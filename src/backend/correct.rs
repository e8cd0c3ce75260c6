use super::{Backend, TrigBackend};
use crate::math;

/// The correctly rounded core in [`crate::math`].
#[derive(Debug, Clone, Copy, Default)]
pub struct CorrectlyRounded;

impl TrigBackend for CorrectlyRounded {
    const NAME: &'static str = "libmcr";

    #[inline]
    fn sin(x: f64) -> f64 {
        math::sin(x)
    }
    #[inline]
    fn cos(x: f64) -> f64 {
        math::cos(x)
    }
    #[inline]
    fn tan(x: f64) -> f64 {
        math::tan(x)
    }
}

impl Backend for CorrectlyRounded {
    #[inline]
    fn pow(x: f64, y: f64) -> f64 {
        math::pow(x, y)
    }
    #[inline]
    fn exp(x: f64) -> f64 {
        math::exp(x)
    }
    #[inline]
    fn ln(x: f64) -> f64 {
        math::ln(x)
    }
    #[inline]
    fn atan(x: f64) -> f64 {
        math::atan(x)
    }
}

========

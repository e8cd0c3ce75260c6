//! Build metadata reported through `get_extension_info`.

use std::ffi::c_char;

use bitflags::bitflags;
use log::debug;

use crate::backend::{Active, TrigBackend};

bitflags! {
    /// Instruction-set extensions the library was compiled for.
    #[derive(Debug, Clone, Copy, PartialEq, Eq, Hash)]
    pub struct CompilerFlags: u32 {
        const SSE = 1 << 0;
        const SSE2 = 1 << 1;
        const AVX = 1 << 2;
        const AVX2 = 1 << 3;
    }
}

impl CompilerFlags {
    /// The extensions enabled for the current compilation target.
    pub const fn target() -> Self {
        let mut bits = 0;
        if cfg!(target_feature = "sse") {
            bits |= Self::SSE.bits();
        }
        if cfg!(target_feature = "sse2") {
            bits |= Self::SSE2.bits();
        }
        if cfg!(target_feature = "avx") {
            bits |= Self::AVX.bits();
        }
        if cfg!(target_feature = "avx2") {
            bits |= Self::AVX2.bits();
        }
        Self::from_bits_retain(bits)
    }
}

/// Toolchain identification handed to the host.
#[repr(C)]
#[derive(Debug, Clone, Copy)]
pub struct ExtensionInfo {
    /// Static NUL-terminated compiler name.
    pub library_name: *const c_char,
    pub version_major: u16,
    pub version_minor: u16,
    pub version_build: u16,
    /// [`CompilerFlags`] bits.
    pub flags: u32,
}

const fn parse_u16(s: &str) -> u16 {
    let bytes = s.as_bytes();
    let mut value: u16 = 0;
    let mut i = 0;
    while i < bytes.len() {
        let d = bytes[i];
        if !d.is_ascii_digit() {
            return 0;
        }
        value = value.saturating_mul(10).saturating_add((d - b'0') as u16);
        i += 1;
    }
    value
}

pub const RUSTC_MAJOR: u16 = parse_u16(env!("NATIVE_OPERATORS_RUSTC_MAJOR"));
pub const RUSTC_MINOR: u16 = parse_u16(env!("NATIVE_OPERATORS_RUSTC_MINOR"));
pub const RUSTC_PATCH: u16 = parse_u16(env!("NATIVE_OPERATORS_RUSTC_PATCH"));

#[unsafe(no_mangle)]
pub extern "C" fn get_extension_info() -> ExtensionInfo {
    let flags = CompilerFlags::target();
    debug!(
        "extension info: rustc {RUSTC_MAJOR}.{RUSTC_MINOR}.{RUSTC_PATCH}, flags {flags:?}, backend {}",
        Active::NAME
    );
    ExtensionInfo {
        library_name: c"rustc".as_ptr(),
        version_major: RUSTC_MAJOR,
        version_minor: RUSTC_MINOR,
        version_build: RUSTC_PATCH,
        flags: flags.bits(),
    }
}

========

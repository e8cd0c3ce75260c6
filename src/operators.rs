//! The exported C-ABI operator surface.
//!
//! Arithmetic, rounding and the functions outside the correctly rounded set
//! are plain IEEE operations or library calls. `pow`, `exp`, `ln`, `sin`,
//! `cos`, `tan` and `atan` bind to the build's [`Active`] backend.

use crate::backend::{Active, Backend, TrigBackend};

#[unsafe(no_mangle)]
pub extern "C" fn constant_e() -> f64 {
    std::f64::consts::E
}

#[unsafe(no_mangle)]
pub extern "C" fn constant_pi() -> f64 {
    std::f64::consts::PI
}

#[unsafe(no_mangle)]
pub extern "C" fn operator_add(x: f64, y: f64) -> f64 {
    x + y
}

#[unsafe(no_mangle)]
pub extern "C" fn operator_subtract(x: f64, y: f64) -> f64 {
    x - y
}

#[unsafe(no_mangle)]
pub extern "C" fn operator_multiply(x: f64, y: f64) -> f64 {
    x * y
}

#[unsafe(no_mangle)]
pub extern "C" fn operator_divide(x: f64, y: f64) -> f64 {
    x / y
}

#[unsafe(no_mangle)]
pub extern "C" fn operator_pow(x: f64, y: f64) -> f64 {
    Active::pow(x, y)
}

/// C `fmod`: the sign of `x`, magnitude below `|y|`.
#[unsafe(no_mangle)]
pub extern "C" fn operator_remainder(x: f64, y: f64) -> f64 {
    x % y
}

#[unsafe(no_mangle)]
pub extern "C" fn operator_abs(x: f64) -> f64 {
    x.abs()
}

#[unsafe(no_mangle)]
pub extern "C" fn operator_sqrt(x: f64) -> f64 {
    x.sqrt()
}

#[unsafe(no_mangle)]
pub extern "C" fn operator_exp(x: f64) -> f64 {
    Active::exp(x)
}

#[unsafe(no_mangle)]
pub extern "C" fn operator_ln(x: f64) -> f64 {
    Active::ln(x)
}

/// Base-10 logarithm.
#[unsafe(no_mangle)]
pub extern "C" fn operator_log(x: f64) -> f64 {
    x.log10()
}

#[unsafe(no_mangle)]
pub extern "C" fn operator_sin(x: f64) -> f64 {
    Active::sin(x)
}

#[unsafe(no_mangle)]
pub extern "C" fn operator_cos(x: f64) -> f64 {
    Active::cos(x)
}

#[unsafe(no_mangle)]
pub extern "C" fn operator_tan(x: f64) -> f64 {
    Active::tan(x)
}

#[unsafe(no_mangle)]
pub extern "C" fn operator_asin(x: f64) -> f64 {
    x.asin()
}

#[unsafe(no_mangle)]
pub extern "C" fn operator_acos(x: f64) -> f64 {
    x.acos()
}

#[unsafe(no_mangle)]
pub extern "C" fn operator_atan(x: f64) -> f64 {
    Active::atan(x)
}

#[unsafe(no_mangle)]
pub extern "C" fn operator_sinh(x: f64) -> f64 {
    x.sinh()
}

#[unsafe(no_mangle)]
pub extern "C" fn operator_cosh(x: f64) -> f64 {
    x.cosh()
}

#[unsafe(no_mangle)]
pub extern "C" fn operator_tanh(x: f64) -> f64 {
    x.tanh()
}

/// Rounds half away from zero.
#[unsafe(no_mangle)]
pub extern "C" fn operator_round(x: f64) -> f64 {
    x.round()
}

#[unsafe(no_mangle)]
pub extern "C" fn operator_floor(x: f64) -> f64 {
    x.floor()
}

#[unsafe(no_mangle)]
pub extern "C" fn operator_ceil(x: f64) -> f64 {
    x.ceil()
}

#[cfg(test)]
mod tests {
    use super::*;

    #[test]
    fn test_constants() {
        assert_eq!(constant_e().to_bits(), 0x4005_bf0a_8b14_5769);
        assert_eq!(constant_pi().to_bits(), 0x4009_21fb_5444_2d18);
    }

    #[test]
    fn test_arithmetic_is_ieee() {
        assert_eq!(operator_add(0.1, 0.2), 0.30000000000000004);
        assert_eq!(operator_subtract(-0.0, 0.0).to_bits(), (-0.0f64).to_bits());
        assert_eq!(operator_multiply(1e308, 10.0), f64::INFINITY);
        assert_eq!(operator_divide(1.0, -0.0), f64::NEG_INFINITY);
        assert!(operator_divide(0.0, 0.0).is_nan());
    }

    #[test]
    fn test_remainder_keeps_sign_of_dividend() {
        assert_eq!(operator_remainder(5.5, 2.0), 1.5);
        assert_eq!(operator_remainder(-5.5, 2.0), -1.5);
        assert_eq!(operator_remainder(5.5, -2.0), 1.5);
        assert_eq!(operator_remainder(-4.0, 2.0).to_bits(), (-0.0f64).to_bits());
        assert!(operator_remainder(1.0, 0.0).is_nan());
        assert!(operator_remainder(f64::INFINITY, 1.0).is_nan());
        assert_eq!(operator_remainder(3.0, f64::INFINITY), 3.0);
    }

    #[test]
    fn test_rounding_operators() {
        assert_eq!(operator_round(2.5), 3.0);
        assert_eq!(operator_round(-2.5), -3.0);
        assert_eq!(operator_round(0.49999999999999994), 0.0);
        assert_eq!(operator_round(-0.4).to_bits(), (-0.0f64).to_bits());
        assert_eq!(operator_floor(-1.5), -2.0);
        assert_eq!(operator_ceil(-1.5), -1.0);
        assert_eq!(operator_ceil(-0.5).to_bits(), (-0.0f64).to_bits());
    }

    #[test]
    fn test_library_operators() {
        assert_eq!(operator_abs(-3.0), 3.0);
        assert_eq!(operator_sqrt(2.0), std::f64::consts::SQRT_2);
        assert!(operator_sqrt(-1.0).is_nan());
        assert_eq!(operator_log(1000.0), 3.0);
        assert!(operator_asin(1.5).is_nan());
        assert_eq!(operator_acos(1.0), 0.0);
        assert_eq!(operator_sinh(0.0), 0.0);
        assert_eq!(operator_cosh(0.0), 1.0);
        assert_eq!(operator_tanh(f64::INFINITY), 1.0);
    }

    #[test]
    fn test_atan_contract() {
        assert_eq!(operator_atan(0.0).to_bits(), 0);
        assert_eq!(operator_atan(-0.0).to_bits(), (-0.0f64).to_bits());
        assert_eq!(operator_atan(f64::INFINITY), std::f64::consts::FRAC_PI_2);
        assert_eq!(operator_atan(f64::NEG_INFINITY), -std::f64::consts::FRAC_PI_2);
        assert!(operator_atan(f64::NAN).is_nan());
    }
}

========

- EXERCISE AIM: Transcribe the records above from the line holding "assert_eq!(operator_round(-2.5), -3.0);" down to the line holding "assert_eq!(operator_ceil(-1.5), -1.0);", inclusive, without adding anything.

- RESPONSE TO THIS TASK:
        assert_eq!(operator_round(-2.5), -3.0);
        assert_eq!(operator_round(0.49999999999999994), 0.0);
        assert_eq!(operator_round(-0.4).to_bits(), (-0.0f64).to_bits());
        assert_eq!(operator_floor(-1.5), -2.0);
        assert_eq!(operator_ceil(-1.5), -1.0);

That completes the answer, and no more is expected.